El vídeo difundido el viernes por la Corte Suprema de San Francisco muestra el momento en el que los agentes acuden a la vivienda de los Pelosi y detienen a DePape, que golpeaba a Paul, de 82 años, con un martillo. El archivo también recoge la entrevista del presunto agresor con la policía, en la que admite que quería tomar como rehén a la congresista demócrata. De hecho, llegó a decir que quería «romperle las rodillas», según el atestado. Pero al entrar en la casa se encontró con que ella no estaba porque había ido a Washington D. C. y se enfrentó a su marido.

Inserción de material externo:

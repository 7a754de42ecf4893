use super::GeoPoint;
use crate::warn;
use std::{env, str::FromStr, time::Duration};
use strum_macros::{Display, EnumString};

/// Precondition applied to `goto` while the vehicle is still on the ground.
#[derive(Debug, Clone, Copy, PartialEq, Eq, Display, EnumString)]
#[strum(serialize_all = "snake_case", ascii_case_insensitive)]
pub enum GotoPolicy {
    /// `goto` is accepted on the ground so the vehicle can be staged before takeoff.
    AllowGroundStaging,
    /// `goto` is only accepted once the vehicle is airborne.
    RequireAirborne,
}

/// Where the telemetry snapshots come from.
#[derive(Debug, Clone, Copy, PartialEq, Eq, Display, EnumString)]
#[strum(ascii_case_insensitive)]
pub enum RunMode {
    #[strum(serialize = "sim", serialize = "simulated")]
    Simulated,
    #[strum(serialize = "live")]
    Live,
}

/// Kinematic constants, tolerances and the home position of the simulated vehicle.
#[derive(Debug, Clone, PartialEq)]
pub struct SimConfig {
    /// Fixed tick interval of the simulation loop.
    pub tick: Duration,
    /// Climb and descent rate in m/s.
    pub vertical_rate: f64,
    /// Horizontal cruise speed in m/s.
    pub horizontal_speed: f64,
    /// Maximum yaw rate in deg/s.
    pub yaw_rate: f64,
    /// Maximum heading error (deg) at which horizontal translation is allowed.
    pub heading_tolerance: f64,
    /// Altitude snap tolerance in meters.
    pub altitude_tolerance: f64,
    /// Horizontal arrival radius in meters.
    pub arrival_radius: f64,
    /// Constant wind component added to the reported airspeed in m/s.
    pub wind_offset: f64,
    /// Altitude flown on the way home during return-to-launch.
    pub rtl_altitude: f64,
    /// Altitudes above this threshold count as airborne.
    pub airborne_threshold: f64,
    /// Delay before a new maneuver starts recording its path trace.
    pub trace_delay: Duration,
    /// Initial home position, restored on every disconnect.
    pub home: GeoPoint,
    pub goto_policy: GotoPolicy,
}

impl SimConfig {
    /// Tick interval in seconds.
    pub fn dt(&self) -> f64 { self.tick.as_secs_f64() }
}

impl Default for SimConfig {
    fn default() -> Self {
        Self {
            tick: Duration::from_millis(100),
            vertical_rate: 2.0,
            horizontal_speed: 15.0,
            yaw_rate: 30.0,
            heading_tolerance: 10.0,
            altitude_tolerance: 0.1,
            arrival_radius: 2.0,
            wind_offset: 2.0,
            rtl_altitude: 30.0,
            airborne_threshold: 0.5,
            trace_delay: Duration::from_secs(10),
            home: AppConfig::DEF_HOME,
            goto_policy: GotoPolicy::AllowGroundStaging,
        }
    }
}

/// Process level configuration, read from `SKYTRACE_*` environment variables.
#[derive(Debug, Clone, PartialEq)]
pub struct AppConfig {
    pub run_mode: RunMode,
    /// Listen address of the operator endpoint.
    pub operator_addr: String,
    /// WebSocket URL of the live telemetry bridge.
    pub live_url: String,
    /// Connect to the vehicle (simulated or live) right after start-up.
    pub autoconnect: bool,
    pub sim: SimConfig,
}

impl AppConfig {
    const DEF_OPERATOR_ADDR: &'static str = "0.0.0.0:8766";
    const DEF_LIVE_URL: &'static str = "ws://localhost:8765";
    const DEF_HOME: GeoPoint = GeoPoint::new(28.3639, 75.5880);

    /// Reads the configuration from the process environment.
    pub fn from_env() -> Self { Self::from_lookup(|key| env::var(key).ok()) }

    /// Builds the configuration from an arbitrary key lookup.
    ///
    /// Unparsable values are reported and replaced by their default.
    ///
    /// # Arguments
    /// * `lookup` – Returns the raw value for a variable name, if set.
    ///
    /// # Returns
    /// * `AppConfig` – The resulting configuration.
    pub fn from_lookup(lookup: impl Fn(&str) -> Option<String>) -> Self {
        let run_mode = parse_or(&lookup, "SKYTRACE_MODE", RunMode::Simulated);
        let home = GeoPoint::new(
            parse_or(&lookup, "SKYTRACE_HOME_LAT", Self::DEF_HOME.lat()),
            parse_or(&lookup, "SKYTRACE_HOME_LON", Self::DEF_HOME.lon()),
        );
        let goto_policy = match run_mode {
            RunMode::Simulated => GotoPolicy::AllowGroundStaging,
            RunMode::Live => GotoPolicy::RequireAirborne,
        };
        Self {
            run_mode,
            operator_addr: lookup("SKYTRACE_OPERATOR_ADDR")
                .unwrap_or_else(|| Self::DEF_OPERATOR_ADDR.to_string()),
            live_url: lookup("SKYTRACE_LIVE_URL")
                .unwrap_or_else(|| Self::DEF_LIVE_URL.to_string()),
            autoconnect: parse_or(&lookup, "SKYTRACE_AUTOCONNECT", true),
            sim: SimConfig {
                home,
                goto_policy: parse_or(&lookup, "SKYTRACE_GOTO_POLICY", goto_policy),
                ..SimConfig::default()
            },
        }
    }
}

fn parse_or<T>(lookup: &impl Fn(&str) -> Option<String>, key: &str, default: T) -> T
where T: FromStr {
    match lookup(key) {
        Some(raw) => raw.trim().parse().unwrap_or_else(|_| {
            warn!("Ignoring invalid value '{raw}' for {key}, using default.");
            default
        }),
        None => default,
    }
}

Además de las imágenes de la cámara corporal que llevan los agentes, hay otras grabadas por el sistema de seguridad de la casa en las que se ve cómo entra rompiendo una ventana en la casa de San Francisco de la pareja hacia las dos de la madrugada.

Fractura craneal

A continuación se puede escuchar el audio de una llamada al 911 de un angustiado Paul, en la que trata de alertar de su situación de una manera sutil porque tiene a DePape delante. «Tengo un problema, pero él piensa que todo está bien», le dice al interlocutor, que le pregunta si le conoce. «No, no, no, este señor acaba de entrar en mi casa y quiere esperar a que mi esposa vuelva a casa». Entonces DePape interviene en la llamada y dice que es un «amigo».

En el vídeo, grabado con las cámaras de los agentes, se ve a Pelosi y a DePape agarrando un martillo. Luego el agresor se hace con él y golpea al marido de la congresista, que se encontraba descalzo y en calzoncillos, con la parte superior del pijama.

Paul Pelosi resultó gravemente herido. Tuvo que ser sometido a una operación por una fractura de cráneo y se le trataron heridas en el brazo derecho y en las manos. Su mujer, Nancy, describió en una entrevista del 17 de noviembre, tras anunciar que no se presentaría a la reelección para el puesto de líder demócrata, el «efecto traumático» de la intrusión. «Si se hubiera caído o resbalado en el hielo en un accidente y se hubiera golpeado la cabeza, sería horrible. Pero que fuera un asalto contra él porque me estaban buscando es realmente...llámalo culpa del sobreviviente o algo así».

El ataque conmocionó a Washington y resaltó las limitaciones de la Policía del Capitolio de los Estados Unidos (USCP), que se encarga de proteger al Congreso y a los representantes que sirven en él. Si bien muchos políticos condenaron la intrusión, algunos republicanos restaron importancia al incidente, que también generó una seria de teorías de conspiración.

DePape se enfrenta a penas de entre 20 y 30 años por los delitos de agresión e intento de secuestro. De origen canadiense, el imputado se encontraba en Estados Unidos de forma irregular. Los registros de internet le describen como una persona inclinada a dar pábulo a teorías de la conspiración sobre gran variedad de temas, desde los extraterrestres, el comunismo, los judíos, el fraude electoral en las presidenciales de 2020 en las que Biden derrotó a Trump y otro tipo de confabulaciones abrazadas por la extrema derecha estadounidense.